Print, exactly as written, every line from the first line of the records below through the line containing "use super::CommandResult;", and nothing further.
Segment Start: Records to use
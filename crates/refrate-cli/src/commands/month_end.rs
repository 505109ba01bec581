use refrate_core::{month_end, IngestConfig, SeriesStore};
use serde::Serialize;
use time::OffsetDateTime;

use crate::cli::MonthEndArgs;
use crate::error::CliError;

use super::CommandResult;

#[derive(Debug, Serialize)]
struct MonthEndSummary {
    column: String,
    start: String,
    until: String,
    output: String,
    currencies: Vec<String>,
    months: usize,
    /// Month-end cells with no qualifying rate.
    empty_cells: usize,
}

pub fn run(args: &MonthEndArgs, config: &IngestConfig) -> Result<CommandResult, CliError> {
    let until = args
        .until
        .unwrap_or_else(|| OffsetDateTime::now_utc().date());
    if until < args.start {
        return Err(CliError::Command(format!(
            "--until {until} is before --start {}",
            args.start
        )));
    }

    let store = SeriesStore::open(config.store_config())?;
    let table = month_end(&store, &args.column, args.start, until)?;
    table.write_csv(&args.output)?;

    let empty_cells = table
        .rows
        .iter()
        .flat_map(|row| row.values.iter())
        .filter(|value| value.is_none())
        .count();
    let summary = MonthEndSummary {
        column: table.column.clone(),
        start: args.start.to_string(),
        until: until.to_string(),
        output: args.output.display().to_string(),
        currencies: table.currencies.clone(),
        months: table.rows.len(),
        empty_cells,
    };
    Ok(CommandResult::ok(serde_json::to_value(summary)?))
}
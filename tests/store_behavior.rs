//! Behavior-driven tests for the per-currency series store.
//!
//! These tests verify what a reader of the CSV files sees after merges,
//! re-ingestion and damaged input.

use std::fs;

use refrate_core::{
    merge_observation, month_end, ColumnSchema, CurrencyCode, MergeOutcome, PublishedAt,
    RateObservation, RateValue, SeriesStore, StoreConfig,
};
use tempfile::tempdir;
use time::macros::date;

fn store_in(dir: &std::path::Path) -> SeriesStore {
    SeriesStore::open(StoreConfig::new(dir)).expect("store open")
}

fn observation(at: &str, code: &str, buy: &str, sell: &str, source: &str) -> RateObservation {
    RateObservation::new(
        PublishedAt::parse(at).expect("timestamp"),
        CurrencyCode::parse(code).expect("code"),
        ColumnSchema::new(["TT BUY", "TT SELL"]).expect("schema"),
        vec![
            RateValue::parse(buy).expect("buy"),
            RateValue::parse(sell).expect("sell"),
        ],
        source,
    )
    .expect("observation")
}

// =============================================================================
// Store: Ordering and Idempotence
// =============================================================================

#[test]
fn when_the_same_document_is_ingested_twice_the_series_does_not_grow() {
    // Given: A series holding one observation
    let temp = tempdir().expect("tempdir");
    let store = store_in(temp.path());
    let first = observation("2024-01-05 10:30", "USD", "83.50", "84.40", "a.pdf");
    merge_observation(&store, &first).expect("first merge");
    let before = fs::read_to_string(store.path_for("USD")).expect("read");

    // When: The identical observation is merged again
    let report = merge_observation(&store, &first).expect("second merge");

    // Then: The row is replaced in place and the file is byte-identical
    assert_eq!(report.outcome, MergeOutcome::Replaced);
    assert_eq!(report.series_len, 1);
    let after = fs::read_to_string(store.path_for("USD")).expect("read");
    assert_eq!(before, after);
}

#[test]
fn when_documents_arrive_out_of_order_the_file_is_still_chronological() {
    // Given: An empty store
    let temp = tempdir().expect("tempdir");
    let store = store_in(temp.path());

    // When: T3, T1 and T2 are merged in that order
    for (at, buy) in [
        ("2024-01-03 10:00", "3.00"),
        ("2024-01-01 10:00", "1.00"),
        ("2024-01-02 10:00", "2.00"),
    ] {
        merge_observation(&store, &observation(at, "EUR", buy, "9.99", "x.pdf")).expect("merge");
    }

    // Then: Rows appear in ascending timestamp order
    let contents = fs::read_to_string(store.path_for("EUR")).expect("read");
    let dates: Vec<&str> = contents
        .lines()
        .skip(1)
        .map(|line| line.split(',').next().unwrap_or_default())
        .collect();
    assert_eq!(
        dates,
        ["2024-01-01 10:00", "2024-01-02 10:00", "2024-01-03 10:00"]
    );
}

#[test]
fn when_a_correction_is_published_the_latest_values_win() {
    // Given: A series with two observations
    let temp = tempdir().expect("tempdir");
    let store = store_in(temp.path());
    merge_observation(&store, &observation("2024-01-05 10:30", "USD", "83.50", "84.40", "a.pdf"))
        .expect("merge");
    merge_observation(&store, &observation("2024-01-06 10:30", "USD", "83.60", "84.50", "b.pdf"))
        .expect("merge");

    // When: The first timestamp is re-published with different rates
    let report =
        merge_observation(&store, &observation("2024-01-05 10:30", "USD", "83.55", "84.45", "c.pdf"))
            .expect("merge");

    // Then: Cardinality is unchanged and the new values are stored
    assert_eq!(report.outcome, MergeOutcome::Replaced);
    assert_eq!(report.series_len, 2);
    let series = store.read("USD").expect("read").expect("series");
    let key = PublishedAt::parse("2024-01-05 10:30").expect("ts").into_inner();
    assert_eq!(series.value(key, "TT BUY"), Some("83.55"));
    assert_eq!(series.value(key, "PDF FILE"), Some("c.pdf"));
}

// =============================================================================
// Store: Header Drift and Damage
// =============================================================================

#[test]
fn when_the_column_layout_changes_the_stored_header_is_kept() {
    // Given: A series created with TT BUY / TT SELL
    let temp = tempdir().expect("tempdir");
    let store = store_in(temp.path());
    merge_observation(&store, &observation("2024-01-05 10:30", "GBP", "105.10", "106.20", "a.pdf"))
        .expect("merge");

    // When: A document with an extra column is merged
    let wider = RateObservation::new(
        PublishedAt::parse("2024-01-06 10:30").expect("ts"),
        CurrencyCode::parse("GBP").expect("code"),
        ColumnSchema::new(["TT BUY", "TT SELL", "BILL BUY"]).expect("schema"),
        vec![
            RateValue::parse("105.20").expect("rate"),
            RateValue::parse("106.30").expect("rate"),
            RateValue::parse("104.90").expect("rate"),
        ],
        "b.pdf",
    )
    .expect("observation");
    let report = merge_observation(&store, &wider).expect("merge");

    // Then: The unknown column is reported and the header is untouched
    assert_eq!(report.ignored_columns, ["BILL BUY"]);
    let contents = fs::read_to_string(store.path_for("GBP")).expect("read");
    assert_eq!(contents.lines().next(), Some("DATE,TT BUY,TT SELL,PDF FILE"));
    assert!(contents.contains("2024-01-06 10:30,105.20,106.30,b.pdf"));
}

#[test]
fn when_a_stored_row_is_corrupt_the_merge_aborts_and_the_file_survives() {
    // Given: A series file with an unreadable timestamp
    let temp = tempdir().expect("tempdir");
    let store = store_in(temp.path());
    let damaged = "DATE,TT BUY,TT SELL,PDF FILE\n2024-01-05 10:30,83.50,84.40,a.pdf\nnot a date,1,2,b.pdf\n";
    fs::write(store.path_for("USD"), damaged).expect("seed");

    // When: A new observation is merged
    let error = merge_observation(&store, &observation("2024-01-06 10:30", "USD", "83.60", "84.50", "c.pdf"))
        .expect_err("corrupt series must abort");

    // Then: The error names the row and the file is unchanged
    assert!(error.to_string().contains("not a date"), "{error}");
    assert_eq!(fs::read_to_string(store.path_for("USD")).expect("read"), damaged);
}

#[test]
fn legacy_second_precision_rows_are_rewritten_at_minute_precision() {
    // Given: An older file written with seconds
    let temp = tempdir().expect("tempdir");
    let store = store_in(temp.path());
    fs::write(
        store.path_for("JPY"),
        "DATE,TT BUY,TT SELL,PDF FILE\n2024-01-05 10:30:00,0.57,0.59,a.pdf\n",
    )
    .expect("seed");

    // When: The same minute is merged again
    let report = merge_observation(&store, &observation("2024-01-05 10:30", "JPY", "0.58", "0.60", "b.pdf"))
        .expect("merge");

    // Then: The legacy row is treated as the same key
    assert_eq!(report.outcome, MergeOutcome::Replaced);
    let contents = fs::read_to_string(store.path_for("JPY")).expect("read");
    assert_eq!(
        contents,
        "DATE,TT BUY,TT SELL,PDF FILE\n2024-01-05 10:30,0.58,0.60,b.pdf\n"
    );
}

// =============================================================================
// Store: Month-End Snapshot
// =============================================================================

#[test]
fn month_end_snapshot_uses_the_last_positive_rate_per_month() {
    // Given: Two currencies with a zero rate near the end of January
    let temp = tempdir().expect("tempdir");
    let store = store_in(temp.path());
    for (at, code, buy) in [
        ("2024-01-10 10:00", "USD", "83.10"),
        ("2024-01-31 10:00", "USD", "0.00"),
        ("2024-02-28 10:00", "USD", "83.40"),
        ("2024-02-15 10:00", "EUR", "90.20"),
    ] {
        merge_observation(&store, &observation(at, code, buy, "1.00", "x.pdf")).expect("merge");
    }

    // When: The snapshot is built through February
    let table = month_end(&store, "TT BUY", date!(2024-01-01), date!(2024-02-29))
        .expect("snapshot");

    // Then: The zero is skipped and months without data stay empty
    assert_eq!(table.currencies, ["EUR", "USD"]);
    assert_eq!(table.rows.len(), 2);
    assert_eq!(table.rows[0].values, [None, Some(String::from("83.10"))]);
    assert_eq!(
        table.rows[1].values,
        [Some(String::from("90.20")), Some(String::from("83.40"))]
    );

    let output = temp.path().join("forex_inr_rates.csv");
    table.write_csv(&output).expect("write");
    let csv = fs::read_to_string(&output).expect("read");
    assert_eq!(csv, "Date,EUR,USD\n2024-01-31,,83.10\n2024-02-29,90.20,83.40\n");
}

#[test]
fn opening_a_store_in_a_missing_directory_creates_it() {
    let temp = tempdir().expect("tempdir");
    let nested = temp.path().join("csv_files").join("nested");
    let store = SeriesStore::open(StoreConfig::new(&nested)).expect("open");
    assert!(nested.is_dir());
    assert!(matches!(store.read("USD"), Ok(None)));
}
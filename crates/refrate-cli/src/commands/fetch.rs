use refrate_core::{DocumentFailure, IngestConfig, SourceFetcher};
use tracing::info;

use crate::cli::FetchArgs;
use crate::error::CliError;

use super::{build_ingestor, CommandResult};

pub async fn run(args: &FetchArgs, config: &IngestConfig) -> Result<CommandResult, CliError> {
    let mut fetch = config.fetch.clone();
    if let Some(url) = &args.primary_url {
        fetch.primary_url = url.clone();
    }
    if let Some(url) = &args.fallback_url {
        fetch.fallback_url = Some(url.clone());
    }
    if !args.proxies.is_empty() {
        fetch.proxies = args.proxies.clone();
    }

    let (ingestor, client) = build_ingestor(config)?;
    let primary = fetch.primary_url.clone();
    let fetcher = SourceFetcher::new(client, fetch);

    let outcome = ingestor
        .fetch_and_ingest(&fetcher)
        .await
        .map_err(|error| DocumentFailure::new(primary, error))?;
    info!(
        published_at = %outcome.published_at,
        currencies = outcome.observations.len(),
        "fetch complete"
    );
    Ok(CommandResult::ok(serde_json::to_value(&outcome)?))
}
Segment End: Records to use
* **Output of the task**:
filename crates/refrate-cli/src/commands/month_end.rs
repository 505109ba01bec581
use refrate_core::{month_end, IngestConfig, SeriesStore};
use serde::Serialize;
use time::OffsetDateTime;

use crate::cli::MonthEndArgs;
use crate::error::CliError;

use super::CommandResult;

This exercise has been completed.